Work instructions →
For the data below, give the number of lines that include the word "iter" and nothing else.

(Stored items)
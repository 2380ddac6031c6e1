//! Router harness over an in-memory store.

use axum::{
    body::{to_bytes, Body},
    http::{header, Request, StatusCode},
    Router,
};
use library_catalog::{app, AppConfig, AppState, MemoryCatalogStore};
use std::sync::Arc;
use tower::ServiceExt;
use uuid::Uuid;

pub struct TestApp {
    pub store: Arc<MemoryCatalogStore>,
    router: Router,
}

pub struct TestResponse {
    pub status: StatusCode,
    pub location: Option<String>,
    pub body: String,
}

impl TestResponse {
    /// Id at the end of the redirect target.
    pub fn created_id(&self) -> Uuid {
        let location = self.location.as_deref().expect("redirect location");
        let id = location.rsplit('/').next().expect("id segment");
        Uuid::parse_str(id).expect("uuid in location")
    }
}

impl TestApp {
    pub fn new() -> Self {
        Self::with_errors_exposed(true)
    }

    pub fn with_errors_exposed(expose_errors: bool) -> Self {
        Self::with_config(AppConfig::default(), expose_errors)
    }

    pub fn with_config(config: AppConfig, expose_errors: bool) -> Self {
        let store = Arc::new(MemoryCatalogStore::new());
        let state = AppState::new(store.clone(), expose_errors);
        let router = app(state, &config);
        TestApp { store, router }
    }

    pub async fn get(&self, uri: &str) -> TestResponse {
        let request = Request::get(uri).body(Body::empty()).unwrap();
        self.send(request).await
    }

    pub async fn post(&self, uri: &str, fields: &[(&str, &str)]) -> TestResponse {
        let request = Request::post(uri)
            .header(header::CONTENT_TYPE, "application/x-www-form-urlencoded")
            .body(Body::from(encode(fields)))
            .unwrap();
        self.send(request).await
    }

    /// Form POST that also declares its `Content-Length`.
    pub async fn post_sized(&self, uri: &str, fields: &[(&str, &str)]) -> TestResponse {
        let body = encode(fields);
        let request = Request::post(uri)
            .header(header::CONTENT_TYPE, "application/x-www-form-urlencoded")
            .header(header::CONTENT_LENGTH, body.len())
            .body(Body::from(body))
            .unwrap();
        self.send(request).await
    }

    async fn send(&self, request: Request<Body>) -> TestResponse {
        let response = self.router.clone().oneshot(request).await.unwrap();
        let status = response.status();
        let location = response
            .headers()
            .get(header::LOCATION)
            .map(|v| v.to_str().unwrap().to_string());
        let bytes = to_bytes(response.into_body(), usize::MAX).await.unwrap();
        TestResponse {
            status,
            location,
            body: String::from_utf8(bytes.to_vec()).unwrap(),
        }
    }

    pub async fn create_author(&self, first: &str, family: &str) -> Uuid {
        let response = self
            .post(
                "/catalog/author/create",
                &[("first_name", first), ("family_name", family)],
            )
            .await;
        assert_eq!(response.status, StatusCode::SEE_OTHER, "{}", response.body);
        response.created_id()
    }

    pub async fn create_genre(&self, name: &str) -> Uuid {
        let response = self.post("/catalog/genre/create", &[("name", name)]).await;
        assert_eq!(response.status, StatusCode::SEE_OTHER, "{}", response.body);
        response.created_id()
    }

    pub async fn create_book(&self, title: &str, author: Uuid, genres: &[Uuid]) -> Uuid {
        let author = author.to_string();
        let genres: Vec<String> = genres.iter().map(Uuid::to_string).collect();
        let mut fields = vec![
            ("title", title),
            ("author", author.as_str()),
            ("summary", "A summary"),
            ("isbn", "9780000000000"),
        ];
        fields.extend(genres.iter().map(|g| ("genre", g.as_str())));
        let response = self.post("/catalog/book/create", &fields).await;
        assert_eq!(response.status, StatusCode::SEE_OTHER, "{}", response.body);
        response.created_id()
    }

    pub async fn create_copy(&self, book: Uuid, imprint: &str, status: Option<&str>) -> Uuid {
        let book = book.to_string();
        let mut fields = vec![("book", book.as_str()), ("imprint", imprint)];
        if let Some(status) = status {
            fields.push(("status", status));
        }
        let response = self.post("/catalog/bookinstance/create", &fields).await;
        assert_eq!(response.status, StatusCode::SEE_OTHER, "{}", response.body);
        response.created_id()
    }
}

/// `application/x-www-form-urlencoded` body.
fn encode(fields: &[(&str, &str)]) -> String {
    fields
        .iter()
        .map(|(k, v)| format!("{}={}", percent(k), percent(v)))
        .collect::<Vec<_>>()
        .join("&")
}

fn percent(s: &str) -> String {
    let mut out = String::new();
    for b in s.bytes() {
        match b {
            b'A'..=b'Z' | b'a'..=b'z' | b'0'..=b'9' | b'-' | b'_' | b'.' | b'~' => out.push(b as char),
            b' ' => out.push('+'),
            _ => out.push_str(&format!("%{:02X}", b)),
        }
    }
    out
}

Result of this task →
3